Is the Fed about to “pivot” on monetary policy?
Yes it is. But not in the way many investors expect. And a lot sooner than many think.
Because the stock market had a banner summer – one of the best on record – jumping 17% from mid-June to mid-August. In addition, investors bid up bond prices during this time, pushing yields lower.
And that’s exactly what Federal Reserve Chairman Jay Powell and his colleagues didn’t want. In fact, it’s quite the opposite of what they had in mind.
When stocks rise, people feel wealthier and spend more. That only exacerbates consumer inflation, which is driven by too much demand and not enough supply of goods and services.
Plus, when bond yields fall, it’s easier for individuals and companies to borrow, further stoking demand.
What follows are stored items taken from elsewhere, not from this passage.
//! Per-listener-slot sink for one subscribed extension config.

use super::subscription::FilterConfigSubscription;
use crate::errors::Result;
use crate::extension::{
    validate_terminal_filter, validate_type_url, FilterChainType, FilterFactoryCb, ValidatedConfig,
};
use crate::init::InitTarget;
use crate::utils::Cleanup;
use std::collections::HashSet;
use std::sync::atomic::{AtomicU64, Ordering};
use std::sync::{Arc, RwLock};
use tracing::debug;

static NEXT_PROVIDER_ID: AtomicU64 = AtomicU64::new(0);

type InstantiateFn = Box<dyn Fn(&ValidatedConfig) -> Result<FilterFactoryCb> + Send + Sync>;

/// A config published to the filter chain by a provider
#[derive(Clone)]
pub struct InstalledConfig {
    pub factory: FilterFactoryCb,
    pub config: ValidatedConfig,
    pub version_info: String,
}

/// Installs the subscribed config into one listener filter slot, enforcing
/// the slot's type-URL whitelist and terminal-placement constraint.
///
/// Holds a strong reference to its subscription and registers a weak
/// back-reference there for the subscription's broadcasts; registration is
/// undone on drop.
pub struct DynamicFilterConfigProvider {
    id: u64,
    subscription: Arc<FilterConfigSubscription>,
    require_type_urls: HashSet<String>,
    last_filter_in_filter_chain: bool,
    filter_chain_type: FilterChainType,
    default_config: Option<ValidatedConfig>,
    init_target: InitTarget,
    instantiate: InstantiateFn,
    current: RwLock<Option<InstalledConfig>>,
}

impl DynamicFilterConfigProvider {
    pub(crate) fn new(
        subscription: Arc<FilterConfigSubscription>,
        require_type_urls: HashSet<String>,
        default_config: Option<ValidatedConfig>,
        last_filter_in_filter_chain: bool,
        filter_chain_type: FilterChainType,
        instantiate: InstantiateFn,
    ) -> Arc<Self> {
        let id = NEXT_PROVIDER_ID.fetch_add(1, Ordering::Relaxed);

        // This init target activates the subscription without waiting for a
        // response; a default config covers the window until one arrives.
        let init_subscription = Arc::downgrade(&subscription);
        let init_target = InitTarget::new_ready_on_init(
            format!("dynamic-filter-config-provider {}", subscription.name()),
            move || {
                if let Some(subscription) = init_subscription.upgrade() {
                    subscription.start();
                }
            },
        );

        let provider = Arc::new(Self {
            id,
            subscription,
            require_type_urls,
            last_filter_in_filter_chain,
            filter_chain_type,
            default_config,
            init_target,
            instantiate,
            current: RwLock::new(None),
        });
        provider.subscription.attach_provider(id, Arc::downgrade(&provider));
        provider
    }

    /// Name of the subscribed filter config resource
    pub fn name(&self) -> &str {
        self.subscription.name()
    }

    /// Readiness token for the listener init manager (non-warming path)
    pub fn init_target(&self) -> &InitTarget {
        &self.init_target
    }

    /// The subscription this provider consumes
    pub fn subscription(&self) -> &Arc<FilterConfigSubscription> {
        &self.subscription
    }

    /// Check a payload type against this slot's whitelist
    pub fn validate_type_url(&self, type_url: &str) -> Result<()> {
        validate_type_url(type_url, &self.require_type_urls)
    }

    /// Check terminal-filter placement against this slot's chain position
    pub fn validate_terminal_filter(
        &self,
        filter_name: &str,
        filter_type: &str,
        is_terminal: bool,
    ) -> Result<()> {
        validate_terminal_filter(
            filter_name,
            filter_type,
            self.filter_chain_type,
            is_terminal,
            self.last_filter_in_filter_chain,
        )
    }

    /// Install a validated config. The completion sentinel is released when
    /// the previous config's resources are safe to drop; here the swap is
    /// synchronous, so it is released on return.
    pub fn on_config_update(
        &self,
        config: ValidatedConfig,
        version_info: &str,
        _completion: Arc<Cleanup>,
    ) -> Result<()> {
        let factory = (self.instantiate)(&config)?;
        if let Ok(mut current) = self.current.write() {
            *current = Some(InstalledConfig {
                factory,
                config,
                version_info: version_info.to_string(),
            });
        }
        Ok(())
    }

    /// Clear the installed config, falling back to the default when one is
    /// configured
    pub fn on_config_removed(&self, _completion: Arc<Cleanup>) -> Result<()> {
        let fallback = match &self.default_config {
            Some(default) => Some(InstalledConfig {
                factory: (self.instantiate)(default)?,
                config: default.clone(),
                version_info: String::new(),
            }),
            None => None,
        };
        if let Ok(mut current) = self.current.write() {
            *current = fallback;
        }
        Ok(())
    }

    /// Install the pre-bound default config, if one is configured
    pub fn apply_default_configuration(&self) -> Result<()> {
        let Some(default) = self.default_config.clone() else {
            return Ok(());
        };
        debug!(filter_config = %self.name(), "applying default filter configuration");
        let factory = (self.instantiate)(&default)?;
        if let Ok(mut current) = self.current.write() {
            *current = Some(InstalledConfig {
                factory,
                config: default,
                version_info: String::new(),
            });
        }
        Ok(())
    }

    /// The filter-factory callable currently published to the filter chain
    pub fn filter_factory(&self) -> Option<FilterFactoryCb> {
        self.current
            .read()
            .ok()
            .and_then(|current| current.as_ref().map(|installed| installed.factory.clone()))
    }

    /// The currently installed config, if any
    pub fn installed_config(&self) -> Option<ValidatedConfig> {
        self.current
            .read()
            .ok()
            .and_then(|current| current.as_ref().map(|installed| installed.config.clone()))
    }

    /// Version of the currently installed config (empty for the default)
    pub fn installed_version(&self) -> Option<String> {
        self.current
            .read()
            .ok()
            .and_then(|current| current.as_ref().map(|installed| installed.version_info.clone()))
    }
}

impl Drop for DynamicFilterConfigProvider {
    fn drop(&mut self) {
        self.subscription.detach_provider(self.id);
    }
}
And that combination of rising stock prices and falling yields made financial conditions easier, exactly when the Fed was attempting to make them tighter.
You can see it in the chart below, which tracks the Goldman Sachs U.S. financial conditions index. A higher number means tighter financial conditions. The Fed’s actions were working until the June stock market rally.
And much of that two-month market rally was driven by the idea that the economy is slowing. We just had two consecutive quarters of negative GDP growth. And investors assumed the slowing economy would force the Fed to stop raising rates at the end of this year – and pivot to lowering them by mid-2023.
So markets, as they often do, were responding more to changing expectations about what the Fed will do than to actual economic data and fundamentals.
Goodbye, Punch Bowl
In the immortal words of former Fed Chairman William McChesney Martin, the Fed’s job is to take away the punch bowl just as the party is getting started.
More accurately, he said that the Federal Reserve “is in the position of the chaperone who has ordered the punch bowl removed just when the party was really warming up.”
Yet this summer, investors refused to stop drinking the punch, and the party raged on.
And Powell has had enough of it.
That’s why he’s about to pivot hard. But not toward lower rates.
This week (August 25-27), Powell and the Fed’s top brass, plus central bankers from around the globe, will convene in Jackson Hole, Wyoming, for their Economic Policy Symposium.
The purpose of this annual meeting is to discuss the global economy and trends in inflation, interest rates and central banking.
But this year the Fed will use it as a bully pulpit to talk tough on inflation.
Expect Powell to say that the Fed will continue to raise rates aggressively, that it will not change course if the market drops or unemployment rises, and that it will not be moving to a neutral or dovish stance anytime soon.
Powell’s keynote address at 10 a.m. ET Friday – when he’s expected to sound extremely “hawkish” on monetary policy – could move markets dramatically, depending on just how tough his talk comes across.
The Fed is clearly behind the ball on tackling inflation. As I pointed out earlier this month, it’s quickly running out of time to wring inflation out of the system before that becomes embedded in consumers’ expectations.
It’s also not clear that the Fed has the requisite skills and backbone to beat back rising prices.
So Powell’s speech on Friday will be critical to convincing markets that, yes, he’s serious about ending this party.
Is he up to the task? We’ll have to wait and see.